The fifteen-minute-or-less guarantee is often a giant warning sign that lunch is going to be premade slop. This isn't the case at Chuy's. Their smartly planned menu sticks with dishes that can be prepped quickly without sacrificing quality, and this includes its signature dish, the Austin. Two oversized flautas stuffed with mildly spiced shredded chicken are deep-fried until they're flaky and crispy and then topped with a rich cheese sauce and a big dollop of guacamole. They arrive on a giant platter with big portions of corn-speckled Mexican rice, creamy refried beans, and a scoop of jalapeño-heavy pico de gallo.
The beef nachos supreme are piled high with the same peppery cheese, beef, refried beans, guacamole, pico de gallo, pickled jalapeños and sour cream. It's a giant, spicy meal that might induce a post-lunch siesta.

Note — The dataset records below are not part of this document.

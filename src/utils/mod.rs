//! Utility functions for image processing
//!
//! This module provides the pixel-level helpers the detection stages build
//! on:
//! - Grayscale conversion (RGB to luminance)
//! - Contrast stretching (histogram min/max rescale)
//! - Geometry (homography solving, polygon measurements)

pub mod contrast;
pub mod geometry;
pub mod grayscale;
//! Error types for the qyoo_detect library
//!
//! Only genuinely exceptional conditions live here. "No marker in this
//! frame" and "checksum failed" are expected outcomes of scanning a live
//! stream and are reported through [`DetectionResult`](crate::DetectionResult)
//! flags, never through this error channel.

use thiserror::Error;

/// Result type alias for qyoo_detect operations
pub type Result<T> = std::result::Result<T, DetectError>;

/// Errors raised by buffer ingestion and the detection pipeline
#[derive(Error, Debug, Clone, PartialEq, Eq)]
pub enum DetectError {
    /// Source image could not be converted to a grayscale pixel grid
    #[error("invalid image format: {reason}")]
    InvalidImageFormat {
        /// What made the source unusable
        reason: String,
    },

    /// Pixel access outside the buffer; indicates a caller bug, not bad input
    #[error("pixel access out of bounds: ({x}, {y}) in {width}x{height} buffer")]
    OutOfBounds {
        /// Requested x coordinate
        x: u32,
        /// Requested y coordinate
        y: u32,
        /// Buffer width
        width: u32,
        /// Buffer height
        height: u32,
    },

    /// Quad corners are numerically near-collinear; no stable homography
    /// exists. Recoverable per candidate: the pipeline moves on to the next
    /// ranked quad.
    #[error("degenerate perspective transform (near-collinear corners)")]
    DegenerateTransform,
}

Sopapillas and chocolate cake are offered for dessert. Although chocolate cake doesn't seem like a good fit for Tex-Mex, Chuy's opts for Texas sheet-cake-style cake. The generous single-layer square could almost pass for an airy, cakey brownie topped with a thin layer of sweet fudge icing dusted with confectioner's sugar.
The Verdict: With fresh and flavorful dishes and generous portions, Chuy's is a great lunch bargain in a no-fuss, easy-going environment. It doesn't need to be changed.